If you're really in a position where you need to worry about performance down to the level of counting individual instructions then you probably shouldn't be relying on someone else to do your benchmarks for you, anyway.
It's funny the author uses an example of an array indexed by 199x values, as the 90s were in some way "the lost decade" of C/++ development, and an utter lack of concern for this sort of checking.
The realities of internet exposure put an end to this recklessness for casual^H^H^H^H^H "enterprise" software development.
Interesting how the Go language now includes array bounds checking. While 2 of the main designers are ex Bell labs, 1 of them is from U of Zurich. (I'm assuming he would have had some Pascal/Modula exposure there)
The assert from assert.h is a macro that completely elides the check if built with NDEBUG. Assuming you're not using some other assert(), and are building your production build with NDEBUG (which is typically part of what's meant by "a production build", though you can certainly disagree with the practice), production code cannot capture it as no messages will be generated.
You are correct. If I build with -DNDEBUG=1, then the assert is completely ignored: no error message, and no abort. That is not what I want. Therefore I will not build with -DNDEBUG=1.
I will certainly not introduce "logging to a file" as a concept inside buf.c. There is no need for the pure data manipulation code in buf.c to know anything about files or stdio, or a specific name of a log file.
If the assert from assert.h does not do what I want, then I'll make a version that does. However, that is a moot point, since right now it does what I want.
No it's a good point actually, and it pays to know your context. Frankly, looking at the 118 lines in assert.h, it does considerably more than I really need.
Instead of this:
assert(buf->pos < buf->str->len);
I could just do this instead:
if (buf->pos >= buf->str->len) die("bad pos");
If the die message is unique, I don't really need to include __FILE__, __LINE__, and the expression itself in it.

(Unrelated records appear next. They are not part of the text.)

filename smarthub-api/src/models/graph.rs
use serde::{Deserialize, Serialize};
use time::OffsetDateTime;

pub const DEFAULT_GRAPH_SIZE: i64 = 10;

#[cfg_attr(feature = "docs", derive(utoipa::IntoParams))]
#[cfg_attr(feature = "docs", into_params(parameter_in = Query))]
#[derive(Debug, Clone, Default, PartialEq, Serialize, Deserialize)]
pub struct GraphQuery {
    /// Number of most recent entries to return, defaults to 10
    pub size: Option<i64>,
}

impl GraphQuery {
    pub fn size(&self) -> i64 {
        self.size.unwrap_or(DEFAULT_GRAPH_SIZE)
    }
}

/// One charted sensor sample.
#[cfg_attr(feature = "docs", derive(utoipa::ToSchema))]
#[derive(Debug, Clone, PartialEq, Serialize, Deserialize)]
pub struct GraphEntry {
    /// Temperature reading in Celsius
    pub temperature: f64,
    /// Whether motion was reported
    pub presence: bool,
    /// Server-side ingestion timestamp
    #[serde(with = "time::serde::rfc3339")]
    pub datetime: OffsetDateTime,
}
use smarthub_api::models::ControlResponse;
use time::Time;

use crate::errors::ControlError;
use crate::models::Setting;
use crate::services::clock::parse_time_of_day;

/// Inclusive time-of-day window during which the light may be on.
#[derive(Debug, Clone, Copy, PartialEq, Eq)]
pub struct LightWindow {
    pub on: Time,
    pub off: Time,
}

impl LightWindow {
    /// An `off` earlier than `on` means the window runs through midnight.
    pub fn contains(&self, now: Time) -> bool {
        if self.on <= self.off {
            self.on <= now && now <= self.off
        } else {
            now >= self.on || now <= self.off
        }
    }
}

#[derive(Debug, Clone, Copy, PartialEq, Eq)]
pub struct ActuatorState {
    pub fan_on: bool,
    pub light_on: bool,
}

impl From<ActuatorState> for ControlResponse {
    fn from(state: ActuatorState) -> Self {
        Self {
            fan: state.fan_on,
            light: state.light_on,
        }
    }
}

pub struct ActuatorService;

impl ActuatorService {
    pub fn fan_on(setting: &Setting, temperature: f64, motion: bool) -> bool {
        motion && temperature > setting.user_temp
    }

    pub fn light_window(setting: &Setting) -> Result<LightWindow, ControlError> {
        let on = parse_time_of_day(&setting.user_light)
            .ok_or_else(|| ControlError::CorruptSetting(setting.user_light.clone()))?;
        let off = parse_time_of_day(&setting.light_time_off)
            .ok_or_else(|| ControlError::CorruptSetting(setting.light_time_off.clone()))?;

        Ok(LightWindow { on, off })
    }

    /// Derives fan and light states for one sensor report.
    pub fn evaluate(
        setting: &Setting,
        temperature: f64,
        motion: bool,
        current_time: &str,
    ) -> Result<ActuatorState, ControlError> {
        let now = parse_time_of_day(current_time)
            .ok_or_else(|| ControlError::InvalidCurrentTime(current_time.to_string()))?;
        let window = Self::light_window(setting)?;

        Ok(ActuatorState {
            fan_on: Self::fan_on(setting, temperature, motion),
            light_on: motion && window.contains(now),
        })
    }
}
pub mod models;
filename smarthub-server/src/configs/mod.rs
mod schema;
mod settings;
mod storage;

pub use schema::SchemaManager;
pub use settings::{Clock, Cors, Database, Logger, Server, Settings, Sunset};
pub use storage::Storage;
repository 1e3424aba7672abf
use std::sync::Arc;

use sqlx::{Error, Pool, Sqlite};

use crate::configs::Storage;
use crate::models::SensorLog;

/// Append-only history of sensor reports.
#[derive(Clone)]
pub struct SensorLogRepository {
    storage: Arc<Storage>,
}

impl SensorLogRepository {
    pub fn new(storage: Arc<Storage>) -> Self {
        Self { storage }
    }

    pub fn get_pool(&self) -> &Pool<Sqlite> {
        self.storage.get_pool()
    }
}

impl SensorLogRepository {
    // Append a sensor report, the id of the item is ignored
    pub async fn create(&self, item: &SensorLog) -> Result<i64, Error> {
        let id = sqlx::query(
            r#"
            INSERT INTO sensor_logs (temperature, motion, timestamp)
            VALUES ($1, $2, $3)
            "#,
        )
        .bind(item.temperature)
        .bind(item.motion)
        .bind(item.timestamp)
        .execute(self.storage.get_pool())
        .await?
        .last_insert_rowid();

        Ok(id)
    }

    // Latest `limit` entries, oldest first. Ids follow ingestion order, stored
    // timestamp text does not once the configured offset changes.
    pub async fn find_latest(&self, limit: i64) -> Result<Vec<SensorLog>, Error> {
        let mut logs: Vec<SensorLog> = sqlx::query_as(
            r#"
            SELECT * FROM sensor_logs
            ORDER BY id DESC
            LIMIT $1
            "#,
        )
        .bind(limit)
        .fetch_all(self.storage.get_pool())
        .await?;

        logs.reverse();

        Ok(logs)
    }

    pub async fn count(&self) -> Result<i64, Error> {
        let (count,): (i64,) = sqlx::query_as("SELECT COUNT(*) FROM sensor_logs")
            .fetch_one(self.storage.get_pool())
            .await?;

        Ok(count)
    }
}
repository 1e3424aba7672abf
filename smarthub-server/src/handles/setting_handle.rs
use std::sync::Arc;

use axum::extract::State;
use axum::routing::get;
use axum::{Json, Router};
use smarthub_api::models::*;

use crate::errors::ApiError;
use crate::services::SettingService;

#[derive(Clone)]
pub struct SettingState {
    pub setting_service: Arc<SettingService>,
}

pub fn setting_router(setting_state: SettingState) -> Router {
    Router::new()
        .route("/settings", get(get_settings).put(put_settings))
        .with_state(setting_state)
}

#[utoipa::path(
    put,
    path = "/settings",
    tag = "settings",
    request_body = SettingsRequest,
    responses(
        (status = 200, description = "Settings stored, replacing any previous ones", body = SettingsResponse),
        (status = 400, description = "Malformed light time or duration"),
        (status = 502, description = "Sunset lookup unavailable"),
        (status = 500, description = "Internal server error")
    )
)]
pub async fn put_settings(
    State(state): State<SettingState>,
    Json(body): Json<SettingsRequest>,
) -> Result<Json<SettingsResponse>, ApiError> {
    let setting = state.setting_service.apply(&body).await?;

    Ok(Json(setting.into()))
}

#[utoipa::path(
    get,
    path = "/settings",
    tag = "settings",
    responses(
        (status = 200, description = "The active settings", body = SettingsResponse),
        (status = 404, description = "No settings configured"),
        (status = 500, description = "Internal server error")
    )
)]
pub async fn get_settings(
    State(state): State<SettingState>,
) -> Result<Json<SettingsResponse>, ApiError> {
    let setting = state.setting_service.current().await?;

    Ok(Json(setting.into()))
}
use super::{ControlError, GraphError, SettingError, SunsetError};

#[derive(Debug, thiserror::Error)]
pub enum ApiError {
    #[error("Setting error: {0}")]
    SettingError(#[from] SettingError),

    #[error("Sunset error: {0}")]
    SunsetError(#[from] SunsetError),

    #[error("Control error: {0}")]
    ControlError(#[from] ControlError),

    #[error("Graph error: {0}")]
    GraphError(#[from] GraphError),

    #[error("Database error: {0}")]
    DatabaseError(#[from] sqlx::Error),

    #[error("Internal error: {0}")]
    InternalError(#[from] anyhow::Error),
}
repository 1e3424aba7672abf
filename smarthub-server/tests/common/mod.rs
pub mod mock_app;
use std::sync::Arc;

use axum::extract::{Query, State};
use axum::routing::get;
use axum::{Json, Router};
use smarthub_api::models::*;

use crate::errors::{ApiError, ControlError, SettingError};
use crate::models::SensorLog;
use crate::repositories::{SensorLogRepository, SettingRepository};
use crate::services::{ActuatorService, LocalClock};

#[derive(Clone)]
pub struct ControlState {
    pub setting_repository: Arc<SettingRepository>,
    pub sensor_log_repository: Arc<SensorLogRepository>,
    pub clock: LocalClock,
}

pub fn control_router(control_state: ControlState) -> Router {
    Router::new()
        .route("/control", get(control))
        .with_state(control_state)
}

#[utoipa::path(
    get,
    path = "/control",
    tag = "control",
    params(ControlQuery),
    responses(
        (status = 200, description = "Actuator states for the report", body = ControlResponse),
        (status = 400, description = "Non-finite temperature or malformed current time"),
        (status = 404, description = "No settings configured"),
        (status = 500, description = "Internal server error")
    )
)]
pub async fn control(
    State(state): State<ControlState>,
    Query(query): Query<ControlQuery>,
) -> Result<Json<ControlResponse>, ApiError> {
    // NaN and infinities cannot be stored or charted
    if !query.temp.is_finite() {
        return Err(ControlError::InvalidTemperature(query.temp).into());
    }

    let motion = query.motion != 0;

    // The report is kept even when no decision can be made
    state
        .sensor_log_repository
        .create(&SensorLog {
            id: 0,
            temperature: query.temp,
            motion,
            timestamp: state.clock.now(),
        })
        .await?;

    let setting = state
        .setting_repository
        .find_current()
        .await?
        .ok_or(SettingError::SettingNotFound)?;

    let actuators = ActuatorService::evaluate(&setting, query.temp, motion, &query.current_time)?;

    tracing::debug!(
        "report temp {} motion {} at {}: fan {} light {}",
        query.temp,
        motion,
        query.current_time,
        actuators.fan_on,
        actuators.light_on
    );

    Ok(Json(actuators.into()))
}
pub mod api;
pub mod control;
pub mod duration;
pub mod graph;
pub mod setting;
pub mod sunset;

pub use api::ApiError;
pub use control::ControlError;
pub use duration::DurationError;
pub use graph::GraphError;
pub use setting::SettingError;
pub use sunset::SunsetError;

use axum::Json;
use axum::http::StatusCode;
use axum::response::{IntoResponse, Response};
use serde_json::json;
use uuid::Uuid;

impl IntoResponse for ApiError {
    fn into_response(self) -> Response {
        let (status, error_message, error_id) = match self {
            ApiError::SettingError(e) => (e.status_code(), e.to_string(), None),
            ApiError::SunsetError(e) => {
                tracing::debug!("sunset lookup failed: {}", e);
                (e.status_code(), e.to_string(), None)
            }
            ApiError::GraphError(e) => (e.status_code(), e.to_string(), None),
            ApiError::ControlError(e @ ControlError::CorruptSetting(_)) => {
                let error_id = Uuid::new_v4();
                tracing::error!(error_id = ?error_id, "Control error: {}", e);
                (e.status_code(), "Internal server error".to_string(), Some(error_id.to_string()))
            }
            ApiError::ControlError(e) => (e.status_code(), e.to_string(), None),
            ApiError::DatabaseError(e) => {
                let error_id = Uuid::new_v4();
                tracing::error!(error_id = ?error_id, "Database error: {}", e);
                (
                    StatusCode::INTERNAL_SERVER_ERROR,
                    "Internal server error".to_string(),
                    Some(error_id.to_string()),
                )
            }
            ApiError::InternalError(e) => {
                let error_id = Uuid::new_v4();
                tracing::error!(error_id = ?error_id, "Internal error: {}", e);
                (
                    StatusCode::INTERNAL_SERVER_ERROR,
                    "Internal server error".to_string(),
                    Some(error_id.to_string()),
                )
            }
        };

        let mut error_obj = json!({
            "code": status.as_u16(),
            "message": error_message
        });

        // Only internal failures carry an id to correlate with the server log
        if let Some(error_id) = error_id {
            error_obj["error_id"] = json!(error_id);
        }

        (status, Json(json!({ "error": error_obj }))).into_response()
    }
}

#[cfg(test)]
mod tests {
    use axum::body::to_bytes;

    use super::*;

    async fn body_of(error: ApiError) -> (StatusCode, serde_json::Value) {
        let response = error.into_response();
        let status = response.status();
        let bytes = to_bytes(response.into_body(), usize::MAX).await.unwrap();

        (status, serde_json::from_slice(&bytes).unwrap())
    }

    #[tokio::test]
    async fn test_user_error_has_no_error_id() {
        let (status, body) = body_of(SettingError::SettingNotFound.into()).await;

        assert_eq!(status, StatusCode::NOT_FOUND);
        assert_eq!(body["error"]["code"], 404);
        assert_eq!(body["error"]["message"], "Settings not found");
        assert!(body["error"].get("error_id").is_none());
    }

    #[tokio::test]
    async fn test_duration_error_keeps_reason() {
        let error = SettingError::InvalidDuration(DurationError::InvalidFormat("1x".into()));
        let (status, body) = body_of(error.into()).await;

        assert_eq!(status, StatusCode::BAD_REQUEST);
        assert!(body["error"]["message"].as_str().unwrap().contains("'1x'"));
    }

    #[tokio::test]
    async fn test_upstream_failure_is_bad_gateway() {
        let (status, _) = body_of(SunsetError::UpstreamStatus(503).into()).await;

        assert_eq!(status, StatusCode::BAD_GATEWAY);
    }

    #[tokio::test]
    async fn test_internal_error_is_masked() {
        let (status, body) = body_of(anyhow::anyhow!("disk on fire").into()).await;

        assert_eq!(status, StatusCode::INTERNAL_SERVER_ERROR);
        assert_eq!(body["error"]["message"], "Internal server error");
        assert!(body["error"]["error_id"].is_string());
    }
}
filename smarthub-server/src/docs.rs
use axum::routing::get;
use axum::{Json, Router};
use smarthub_api::models::*;
use utoipa::OpenApi;

use crate::handles::*;

#[derive(OpenApi)]
#[openapi(
    info(title = "Smart Hub", description = "Settings, actuator control and sensor history of the home hub"),
    paths(put_settings, get_settings, control, graph),
    components(schemas(SettingsRequest, SettingsResponse, ControlResponse, GraphEntry)),
    tags(
        (name = "settings", description = "Active hub configuration"),
        (name = "control", description = "Sensor reports and actuator decisions"),
        (name = "graph", description = "Sensor history")
    )
)]
pub struct ApiDoc;

pub fn docs_router() -> Router {
    Router::new().route(
        "/api-docs/openapi.json",
        get(|| async { Json(ApiDoc::openapi()) }),
    )
}
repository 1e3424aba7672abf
use std::path::Path;

use sqlx::migrate::Migrator;
use sqlx::sqlite::SqlitePoolOptions;
use sqlx::{Error, SqlitePool};

use crate::configs::schema::SchemaManager;
use crate::configs::settings::Database;

#[derive(Clone)]
pub struct Storage {
    pool: SqlitePool,
}

impl Storage {
    pub async fn new(database: Database, schema_manager: SchemaManager) -> Result<Self, Error> {
        let pool = SqlitePoolOptions::new()
            .min_connections(1) // in memory db might drop connection when 0
            .max_connections(database.max_connections.max(1))
            .connect(&database.url)
            .await?;

        Self::create_schema(&pool, &schema_manager, &database).await?;

        Ok(Self { pool })
    }

    pub fn get_pool(&self) -> &SqlitePool {
        &self.pool
    }

    async fn create_schema(
        pool: &SqlitePool,
        schema: &SchemaManager,
        database: &Database,
    ) -> Result<(), Error> {
        if database.clean_start {
            let dispose_statements = schema.dispose_schema();

            // Clean migration history
            sqlx::query("DROP TABLE IF EXISTS _sqlx_migrations")
                .execute(pool)
                .await?;

            sqlx::query(&dispose_statements.join("\n"))
                .execute(pool)
                .await?;

            tracing::warn!("perform a clean boot: clean and recreate schema");
        }

        sqlx::query(&schema.create_schema().join("\n"))
            .execute(pool)
            .await?;

        if let Some(migration_path) = database.migration_path.clone() {
            let mut pool_connection = pool.acquire().await?;
            let migrator = Migrator::new(Path::new(&migration_path)).await?;
            migrator.run(&mut pool_connection).await?;

            tracing::info!("database migration success");
        }

        Ok(())
    }
}
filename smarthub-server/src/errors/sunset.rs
use axum::http::StatusCode;

#[derive(Debug, thiserror::Error)]
pub enum SunsetError {
    #[error("Sunset lookup responded with status {0}")]
    UpstreamStatus(u16),

    #[error("Sunset lookup failed: {0}")]
    Request(#[from] reqwest::Error),

    #[error("Sunset lookup returned an unreadable body: {0}")]
    InvalidResponse(String),
}

impl SunsetError {
    pub fn status_code(&self) -> StatusCode {
        StatusCode::BAD_GATEWAY
    }
}
use std::env;
use std::path::Path;

use config::{Config, ConfigError, Environment, File};
use serde::{Deserialize, Serialize};

#[derive(Debug, Clone, Serialize, Deserialize)]
pub struct Server {
    pub host: String,
    pub port: u16,
}

#[derive(Debug, Clone, Serialize, Deserialize)]
pub struct Logger {
    pub level: String,
}

#[derive(Debug, Clone, Serialize, Deserialize)]
pub struct Database {
    pub migration_path: Option<String>,
    pub clean_start: bool,
    pub url: String,
    #[serde(default = "default_max_connections")]
    pub max_connections: u32,
}

#[derive(Debug, Clone, Serialize, Deserialize)]
pub struct Sunset {
    pub endpoint: String,
    pub latitude: f64,
    pub longitude: f64,
    /// Upper bound for a single lookup, the upstream call is never retried
    pub timeout_secs: u64,
}

#[derive(Debug, Clone, Default, Serialize, Deserialize)]
pub struct Clock {
    /// Local wall-clock offset such as `-05:00`, follows the host time zone when unset
    pub utc_offset: Option<String>,
}

#[derive(Debug, Clone, Default, Serialize, Deserialize)]
pub struct Cors {
    #[serde(default)]
    pub allowed_origins: Vec<String>,
}

#[derive(Debug, Clone, Serialize, Deserialize)]
pub struct Settings {
    pub server: Server,
    pub logger: Logger,
    pub database: Database,
    pub sunset: Sunset,
    #[serde(default)]
    pub clock: Clock,
    #[serde(default)]
    pub cors: Cors,
}

fn default_max_connections() -> u32 {
    10
}

// `SMARTHUB_SUNSET__TIMEOUT_SECS`, keys themselves contain `_`
fn environment() -> Environment {
    Environment::with_prefix("SMARTHUB")
        .prefix_separator("_")
        .separator("__")
}

impl Settings {
    pub fn new() -> Result<Self, ConfigError> {
        let run_mode = env::var("RUN_MODE").unwrap_or("development".into());

        let mut settings: Settings = Config::builder()
            .add_source(File::with_name("configs/default"))
            .add_source(File::with_name(&format!("configs/{run_mode}")).required(false))
            .add_source(environment())
            .build()?
            .try_deserialize()?;

        if let Some(migrate) = &settings.database.migration_path {
            if Path::new(migrate).is_dir() {
                let migrate_path = Path::new(migrate)
                    .canonicalize()
                    .map_err(|e| ConfigError::Message(e.to_string()))?
                    .to_string_lossy()
                    .to_string();

                settings.database.migration_path = Some(migrate_path);
            } else {
                settings.database.migration_path = None;
            }
        }

        if settings.sunset.timeout_secs == 0 {
            return Err(ConfigError::Message(
                "sunset.timeout_secs must be greater than zero".into(),
            ));
        }

        Ok(settings)
    }
}
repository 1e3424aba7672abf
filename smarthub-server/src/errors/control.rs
use axum::http::StatusCode;

#[derive(Debug, thiserror::Error)]
pub enum ControlError {
    #[error("Invalid temperature '{0}', expected a finite number")]
    InvalidTemperature(f64),

    #[error("Invalid time format '{0}', expected HH:MM:SS")]
    InvalidCurrentTime(String),

    #[error("Stored setting holds a malformed time '{0}'")]
    CorruptSetting(String),
}

impl ControlError {
    pub fn status_code(&self) -> StatusCode {
        match self {
            ControlError::InvalidTemperature(_) => StatusCode::BAD_REQUEST,
            ControlError::InvalidCurrentTime(_) => StatusCode::BAD_REQUEST,
            ControlError::CorruptSetting(_) => StatusCode::INTERNAL_SERVER_ERROR,
        }
    }
}
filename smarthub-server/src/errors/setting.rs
use axum::http::StatusCode;

use super::DurationError;

#[derive(Debug, thiserror::Error)]
pub enum SettingError {
    #[error("Settings not found")]
    SettingNotFound,

    #[error("Invalid light time '{0}', expected HH:MM:SS or 'sunset'")]
    InvalidLightTime(String),

    #[error("Invalid duration format: {0}")]
    InvalidDuration(#[source] DurationError),
}

impl SettingError {
    pub fn status_code(&self) -> StatusCode {
        match self {
            SettingError::SettingNotFound => StatusCode::NOT_FOUND,
            SettingError::InvalidLightTime(_) => StatusCode::BAD_REQUEST,
            SettingError::InvalidDuration(_) => StatusCode::BAD_REQUEST,
        }
    }
}
use std::sync::Arc;

use axum::Router;
use axum::body::{Body, to_bytes};
use axum::http::{Method, Request, StatusCode};
use serde_json::Value;
use smarthub_server::app::{AppContext, create_app};
use smarthub_server::configs::{Cors, Database, SchemaManager, Storage};
use smarthub_server::repositories::{SensorLogRepository, SettingRepository};
use smarthub_server::services::{Coordinates, LocalClock, MockSunsetProvider};
use time::macros::{datetime, offset};
use tower::ServiceExt;

pub struct MockApp {
    pub router: Router,
    pub storage: Arc<Storage>,
    pub sunset_provider: MockSunsetProvider,
}

impl MockApp {
    pub async fn new() -> Self {
        // 23:36:45 UTC is 18:36:45 on the hub's -05:00 clock
        Self::with_sunset_provider(MockSunsetProvider::returning(datetime!(2024-06-01 23:36:45 UTC)))
            .await
    }

    pub async fn with_sunset_provider(sunset_provider: MockSunsetProvider) -> Self {
        let storage = Arc::new(
            Storage::new(
                Database {
                    migration_path: None,
                    clean_start: true,
                    url: String::from("sqlite::memory:"),
                    max_connections: 1,
                },
                SchemaManager::default(),
            )
            .await
            .unwrap(),
        );

        let router = create_app(AppContext {
            storage: storage.clone(),
            clock: LocalClock::new(offset!(-5)),
            sunset_provider: Box::new(sunset_provider.clone()),
            coordinates: Coordinates {
                latitude: 18.1096,
                longitude: -77.2975,
            },
            cors: Cors::default(),
        });

        Self {
            router,
            storage,
            sunset_provider,
        }
    }

    pub fn setting_repository(&self) -> SettingRepository {
        SettingRepository::new(self.storage.clone())
    }

    pub fn sensor_log_repository(&self) -> SensorLogRepository {
        SensorLogRepository::new(self.storage.clone())
    }

    pub async fn put_settings(&self, body: Value) -> (StatusCode, Value) {
        let request = Request::builder()
            .uri("/settings")
            .method(Method::PUT)
            .header("Content-Type", "application/json")
            .body(Body::from(body.to_string()))
            .unwrap();

        self.send(request).await
    }

    pub async fn get(&self, uri: &str) -> (StatusCode, Value) {
        let request = Request::builder()
            .uri(uri)
            .method(Method::GET)
            .body(Body::empty())
            .unwrap();

        self.send(request).await
    }

    async fn send(&self, request: Request<Body>) -> (StatusCode, Value) {
        let response = self.router.clone().oneshot(request).await.unwrap();
        let status = response.status();
        let body = to_bytes(response.into_body(), usize::MAX).await.unwrap();

        let value = serde_json::from_slice(&body).unwrap_or(Value::Null);

        (status, value)
    }
}
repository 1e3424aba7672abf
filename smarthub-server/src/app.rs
use std::sync::Arc;

use axum::Router;
use axum::http::HeaderValue;
use tower_http::cors::{Any, CorsLayer};
use tower_http::trace::TraceLayer;

use crate::configs::{Cors, SchemaManager, Settings, Storage};
use crate::docs::docs_router;
use crate::handles::*;
use crate::repositories::{SensorLogRepository, SettingRepository};
use crate::services::{
    Coordinates, LocalClock, SettingService, SunriseSunsetClient, SunsetProvider, SunsetService,
};

/// Shared services behind the HTTP surface.
pub struct AppContext {
    pub storage: Arc<Storage>,
    pub clock: LocalClock,
    pub sunset_provider: Box<dyn SunsetProvider>,
    pub coordinates: Coordinates,
    pub cors: Cors,
}

impl AppContext {
    pub async fn from_settings(settings: &Settings) -> anyhow::Result<Self> {
        let storage = Arc::new(
            Storage::new(settings.database.clone(), SchemaManager::default()).await?,
        );
        let clock = LocalClock::from_config(&settings.clock)?;
        let sunset_provider = Box::new(SunriseSunsetClient::from_config(&settings.sunset)?);

        tracing::info!("local clock offset is {}", clock.now().offset());

        Ok(Self {
            storage,
            clock,
            sunset_provider,
            coordinates: Coordinates {
                latitude: settings.sunset.latitude,
                longitude: settings.sunset.longitude,
            },
            cors: settings.cors.clone(),
        })
    }
}

fn cors_layer(cors: &Cors) -> CorsLayer {
    if cors.allowed_origins.is_empty() {
        return CorsLayer::permissive();
    }

    let origins: Vec<HeaderValue> = cors
        .allowed_origins
        .iter()
        .filter_map(|origin| match origin.parse() {
            Ok(value) => Some(value),
            Err(_) => {
                tracing::warn!("ignore invalid cors origin {}", origin);
                None
            }
        })
        .collect();

    CorsLayer::new()
        .allow_origin(origins)
        .allow_methods(Any)
        .allow_headers(Any)
}

pub fn create_app(context: AppContext) -> Router {
    let setting_repository = Arc::new(SettingRepository::new(context.storage.clone()));
    let sensor_log_repository = Arc::new(SensorLogRepository::new(context.storage.clone()));

    let sunset_service = Arc::new(SunsetService::new(
        context.sunset_provider,
        context.coordinates,
        context.clock,
    ));
    let setting_service = Arc::new(SettingService::new(
        sunset_service,
        setting_repository.clone(),
        context.clock,
    ));

    Router::new()
        .merge(setting_router(SettingState {
            setting_service: setting_service.clone(),
        }))
        .merge(control_router(ControlState {
            setting_repository: setting_repository.clone(),
            sensor_log_repository: sensor_log_repository.clone(),
            clock: context.clock,
        }))
        .merge(graph_router(GraphState {
            sensor_log_repository: sensor_log_repository.clone(),
        }))
        .merge(docs_router())
        .layer(cors_layer(&context.cors))
        .layer(TraceLayer::new_for_http())
}
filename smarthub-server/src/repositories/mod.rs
mod sensor_log;
mod setting;

pub use sensor_log::SensorLogRepository;
pub use setting::SettingRepository;
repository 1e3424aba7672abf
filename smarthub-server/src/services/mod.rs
pub mod actuator_service;
pub mod clock;
pub mod duration;
pub mod setting_service;
pub mod sunset_service;

pub use actuator_service::*;
pub use clock::*;
pub use duration::*;
pub use setting_service::*;
pub use sunset_service::*;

I could even do this, though it's probably overkill for something that should never happen anyway:
if (buf->pos >= buf->str->len)
die("bad pos %d %d", buf->pos, buf->str->len);
Absolutely, though I tend to throw __FILE__ and __LINE__ in everything, so I can step through the sources of messages by just pulling messages into my vim quickfix buffer. Again, totally depends on context, though.
For in-house code in a manufacturing company, we usually left all the debug symbol and assertions in our C code. For writing a product that shipped to others at a dev tools company, we usually turned off the debugging, turned on NDEBUG and full optimization. (although the product had checking for things built into its logic, and a lot of testing -- C being used as an assembler surrogate -- as we were writing developer tools, rather than "enterprise" whack-it-together-on-no-time-budget pile-age)
"Production build" varies by environment, TMTOWTDI.
Range checking is great; the CPU cycles consumed are well worth the bugs they catch.
Thing is, they're a list thing, and there's more than just "is this index valid?" that can go wrong. One of the things I appreciate about C++ is that iterator invalidation is very precisely specified. Sadly, that's where it stops: it's just specified, but the onus is still on you to catch the errors. It'd be great to have that same thing: immediate errors when you use an invalidated iterator. (in vectors, it might just skip an element (some deletes) or see the same element twice (some inserts); Python warns about this during some cases with dicts:
RuntimeError: dictionary changed size during iteration
which is nice, but I think you can still slip by that.) I don't believe Java or Python specify what happens to iterators when the collection changes, which to me, is a bit sad.
Thing is, to implement this, the collections would probably need to know about all outstanding iterators, so as to figure out where they are and whether they should be invalidated at all. Most operators then become O(number of active iterators + whatever the normal cost of this op is); I'd argue this might still be close to O(1 + ...) since the number of active iterators on a collection is probably usually 0 or 1. But there's a memory cost, a CPU cost, and if you have something like:
Java can do it without too much trouble, you just have a version number on the collection that gets incremented with every mutation, and the iterator just checks to see if that has changed. C++ is much more complicated, allowing patterns like map.erase(i++) being legal but similar usages not.
Leave in all range checks. If the compiler can determine that the range check will never be hit, or can partially optimize it (hoisting it out of a loop, etc) great. Otherwise? It gets checked at runtime, which is typically not that expensive an operation anyways.
I wonder if the "bound" instruction on x86 has the same issue that the VAX(?) opcode did - that it's faster to write out the two checks than to call the instruction...